The New York Times has an article about how European countries are working to train Europeanized imams for their mosques.
I think I’ll file the odds of this working as somewhere between “not bloody likely” and “hysterical laughter.” There are two rather obvious problems: First, how are they going to train enough imams – compared to the number of experiences ones coming in from out of the country – to make a sizeable difference? And second, and more importantly – why would the Muslim communities in these countries, already disconnected from the mainstream, consider an “official” imam to be more credible than one from their home country, or one nearby?
No, this is an idea with its plans in the very wrong place. Allow me two countersuggestions, one cheap and effective, one expensive and potentially much more beneficial.

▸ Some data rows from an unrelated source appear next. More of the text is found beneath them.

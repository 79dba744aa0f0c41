//! Per-sound transport state.
//!
//! Time is never advanced by a timer. While playing, the current position is
//! derived from the wall clock each time it is read; `now` is always passed in
//! as seconds so the machine stays deterministic.

use serde::{Deserialize, Serialize};

#[derive(Debug, Clone, Copy, Default, PartialEq, Eq, Serialize, Deserialize)]
pub enum TransportMode {
    #[default]
    Paused,
    Playing,
    Scrubbing,
}

#[derive(Debug, Clone, PartialEq, Serialize, Deserialize)]
pub struct PlaybackState {
    pub mode: TransportMode,
    /// Held position in seconds. Authoritative unless `mode` is `Playing`.
    pub current_time: f64,
    pub duration: f64,
    /// Wall-clock seconds at which position 0 would have started.
    pub started_at: f64,
    pub paused_at_ms: f64,
}

impl PlaybackState {
    pub fn new(duration: f64) -> Self {
        Self {
            mode: TransportMode::Paused,
            current_time: 0.0,
            duration: duration.max(0.0),
            started_at: 0.0,
            paused_at_ms: 0.0,
        }
    }

    pub fn is_audio_paused(&self) -> bool {
        self.mode != TransportMode::Playing
    }

    pub fn is_scrubbing(&self) -> bool {
        self.mode == TransportMode::Scrubbing
    }

    /// Position at wall-clock `now`.
    pub fn time_at(&self, now: f64) -> f64 {
        match self.mode {
            TransportMode::Playing if self.duration > 0.0 => {
                (now - self.started_at).rem_euclid(self.duration)
            }
            _ => self.current_time,
        }
    }

    /// Copy the derived position into `current_time` for display.
    pub fn refresh(&mut self, now: f64) {
        if self.mode == TransportMode::Playing {
            self.current_time = self.time_at(now);
        }
    }

    /// Paused → Playing. Returns false if already playing or scrubbing.
    pub fn play(&mut self, now: f64) -> bool {
        if self.mode != TransportMode::Paused {
            return false;
        }
        self.started_at = now - self.current_time;
        self.mode = TransportMode::Playing;
        true
    }

    /// Playing → Paused, holding the derived position.
    pub fn pause(&mut self, now: f64) -> bool {
        if self.mode != TransportMode::Playing {
            return false;
        }
        self.current_time = self.time_at(now);
        self.paused_at_ms = self.current_time * 1000.0;
        self.mode = TransportMode::Paused;
        true
    }

    /// Any → Scrubbing, pausing first when playing.
    pub fn begin_scrub(&mut self, now: f64) {
        if self.mode == TransportMode::Playing {
            self.pause(now);
        }
        self.mode = TransportMode::Scrubbing;
    }

    /// Move the held position by `delta` seconds, clamped to `[0, duration]`
    /// and floored to whole seconds. Returns the new position.
    pub fn scrub_by(&mut self, delta: f64) -> f64 {
        let time = (self.current_time + delta).floor().clamp(0.0, self.duration);
        self.current_time = time;
        self.paused_at_ms = time * 1000.0;
        time
    }

    /// Scrubbing → Playing when the user wants playback, otherwise Paused.
    pub fn end_scrub(&mut self, now: f64, user_wants_playing: bool) -> bool {
        if self.mode != TransportMode::Scrubbing {
            return false;
        }
        self.mode = TransportMode::Paused;
        if user_wants_playing {
            self.play(now);
        }
        true
    }
}

#[cfg(test)]
mod tests {
    use super::*;

    fn playing_at(duration: f64, started_at: f64) -> PlaybackState {
        let mut p = PlaybackState::new(duration);
        p.play(started_at);
        p
    }

    #[test]
    fn derived_time_wraps_modulo_duration() {
        let p = playing_at(120.0, 100.0);
        assert!((p.time_at(130.0) - 30.0).abs() < 1e-9);
        assert!((p.time_at(250.0) - 30.0).abs() < 1e-9);
    }

    #[test]
    fn pause_holds_derived_time() {
        let mut p = playing_at(120.0, 0.0);
        assert!(p.pause(42.5));
        assert!(p.is_audio_paused());
        assert!((p.time_at(1000.0) - 42.5).abs() < 1e-9);
        assert!((p.paused_at_ms - 42_500.0).abs() < 1e-6);
    }

    #[test]
    fn play_resumes_from_held_time() {
        let mut p = PlaybackState::new(60.0);
        p.current_time = 10.0;
        p.play(500.0);
        assert!((p.time_at(505.0) - 15.0).abs() < 1e-9);
    }

    #[test]
    fn scrub_from_playing_then_resume() {
        let mut p = playing_at(120.0, 0.0);
        p.begin_scrub(30.0);
        assert_eq!(p.mode, TransportMode::Scrubbing);
        assert!((p.current_time - 30.0).abs() < 1e-9);

        let t = p.scrub_by(15.0);
        assert!((t - 45.0).abs() < 1e-9);

        assert!(p.end_scrub(31.0, true));
        assert_eq!(p.mode, TransportMode::Playing);
        assert!((p.time_at(31.0) - 45.0).abs() < 1e-9);
    }

    #[test]
    fn end_scrub_without_intent_stays_paused() {
        let mut p = playing_at(120.0, 0.0);
        p.begin_scrub(10.0);
        p.end_scrub(12.0, false);
        assert_eq!(p.mode, TransportMode::Paused);
        assert!((p.time_at(99.0) - 10.0).abs() < 1e-9);
    }

    #[test]
    fn scrub_clamps_to_duration() {
        let mut p = PlaybackState::new(20.0);
        p.begin_scrub(0.0);
        assert_eq!(p.scrub_by(1000.0), 20.0);
        assert_eq!(p.scrub_by(-1000.0), 0.0);
    }

    #[test]
    fn end_scrub_is_noop_outside_scrub() {
        let mut p = PlaybackState::new(20.0);
        assert!(!p.end_scrub(1.0, true));
        assert_eq!(p.mode, TransportMode::Paused);
    }
}
//! Remote sync intents.
//!
//! Reducers describe *what* must be told to the shared store as `SyncIntent`s.
//! A `SyncSink` decides whether and how they are written.

use serde::{Deserialize, Serialize};

/// Field updates written at one entity path. Values are plain JSON so `null`
/// can express removal of a remote field.
pub type FieldUpdates = serde_json::Map<String, serde_json::Value>;

/// Addressable remote record of an entity.
#[derive(Debug, Clone, PartialEq, Eq, Hash, Serialize, Deserialize)]
pub enum EntityPath {
    Object(String),
    Cone { object: String, cone: String },
    Zone(String),
    /// The local listener head; the store keys it by editor identity.
    Listener,
}

#[derive(Debug, Clone, Copy, PartialEq, Eq, Hash, Serialize, Deserialize)]
pub enum AssetFolder {
    SoundObjects,
    Zones,
}

impl AssetFolder {
    pub fn as_str(&self) -> &'static str {
        match self {
            AssetFolder::SoundObjects => "soundObjects",
            AssetFolder::Zones => "zones",
        }
    }
}

/// Location of a stored asset blob, relative to the room.
#[derive(Debug, Clone, PartialEq, Eq, Hash, Serialize, Deserialize)]
pub struct AssetPath {
    pub folder: AssetFolder,
    pub entity: String,
    pub cone: Option<String>,
    pub filename: String,
}

impl AssetPath {
    pub fn object(entity: impl Into<String>, filename: impl Into<String>) -> Self {
        Self {
            folder: AssetFolder::SoundObjects,
            entity: entity.into(),
            cone: None,
            filename: filename.into(),
        }
    }

    pub fn cone(
        entity: impl Into<String>,
        cone: impl Into<String>,
        filename: impl Into<String>,
    ) -> Self {
        Self {
            folder: AssetFolder::SoundObjects,
            entity: entity.into(),
            cone: Some(cone.into()),
            filename: filename.into(),
        }
    }

    pub fn zone(entity: impl Into<String>, filename: impl Into<String>) -> Self {
        Self {
            folder: AssetFolder::Zones,
            entity: entity.into(),
            cone: None,
            filename: filename.into(),
        }
    }

    /// `folder/entity[/cone]/filename`
    pub fn relative(&self) -> String {
        match &self.cone {
            Some(cone) => format!(
                "{}/{}/{}/{}",
                self.folder.as_str(),
                self.entity,
                cone,
                self.filename
            ),
            None => format!("{}/{}/{}", self.folder.as_str(), self.entity, self.filename),
        }
    }
}

#[derive(Debug, Clone, PartialEq, Serialize, Deserialize)]
pub enum SyncIntent {
    Update { path: EntityPath, fields: FieldUpdates },
    DeleteAsset(AssetPath),
}

impl SyncIntent {
    pub fn update(path: EntityPath, fields: FieldUpdates) -> Self {
        SyncIntent::Update { path, fields }
    }
}

/// Receiver of sync intents. Implementations must not block the caller.
pub trait SyncSink {
    /// True when the session is part of a shared room.
    fn is_shared(&self) -> bool;
    fn submit(&mut self, intent: SyncIntent);
}

/// Sink for solo sessions: never shared, drops everything.
#[derive(Debug, Default, Clone, Copy)]
pub struct OfflineSink;

impl SyncSink for OfflineSink {
    fn is_shared(&self) -> bool {
        false
    }

    fn submit(&mut self, _intent: SyncIntent) {}
}

/// Unwrap a `json!({..})` object literal into `FieldUpdates`. Non-object
/// values yield an empty map.
pub fn into_fields(value: serde_json::Value) -> FieldUpdates {
    match value {
        serde_json::Value::Object(map) => map,
        _ => FieldUpdates::new(),
    }
}

#[cfg(test)]
mod tests {
    use super::*;

    #[test]
    fn asset_paths() {
        assert_eq!(AssetPath::cone("obj1", "c1", "a.wav").relative(), "soundObjects/obj1/c1/a.wav");
        assert_eq!(AssetPath::object("obj1", "a.wav").relative(), "soundObjects/obj1/a.wav");
        assert_eq!(AssetPath::zone("z", "b.mp3").relative(), "zones/z/b.mp3");
    }

    #[test]
    fn fields_allow_null() {
        let f = into_fields(serde_json::json!({ "sound": null, "volume": 1.5 }));
        assert!(f["sound"].is_null());
        assert_eq!(f["volume"], serde_json::json!(1.5));
    }
}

The expensive solution is to actually integrate these Muslim communities into their embedding European societies. This is potentially very difficult – it would require groups to assimilate both linguistically and culturally, until they feel that they have more invested in their adopted countries than in their home countries. This would have to happen to the extent that fiery rhetoric from other countries sounds as alien and irrelevant to them as it does to everyone else – which is no small proposition, especially as immigration from these countries has been a large-scale phenomenon and cultural ghettoization is already firmly in effect. And frankly, the idea of European countries working full-force to assimilate minorities worries me some.
The alternative, which may really work better in this case, is to adopt two or three of the “Three C’s” that regimes everywhere have used for stability: Cooptation, corruption and coercion. If an imam is coming in to the country and making noise, fine – encourage him to be part of the system. Hey, let’s have a union for imams. Is that mosque up to building code? Let’s get this imam a bit of funding for his speaking tour – but not that one. Make sure that enough imams have personal reasons to not want to mess with the system too much.
It shouldn’t take too much work or money, relatively speaking, to get a critical mass of the incoming religious leaders to have a vested interest in the system. For the ones who are persistent trouble and don’t listen to the first two C’s, there’s always the third – in this case in the relatively mild form of deportation. Actually clubbing someone over the head and leaving them in a ditch is surprisingly rarely necessary, and is frequently counterproductive.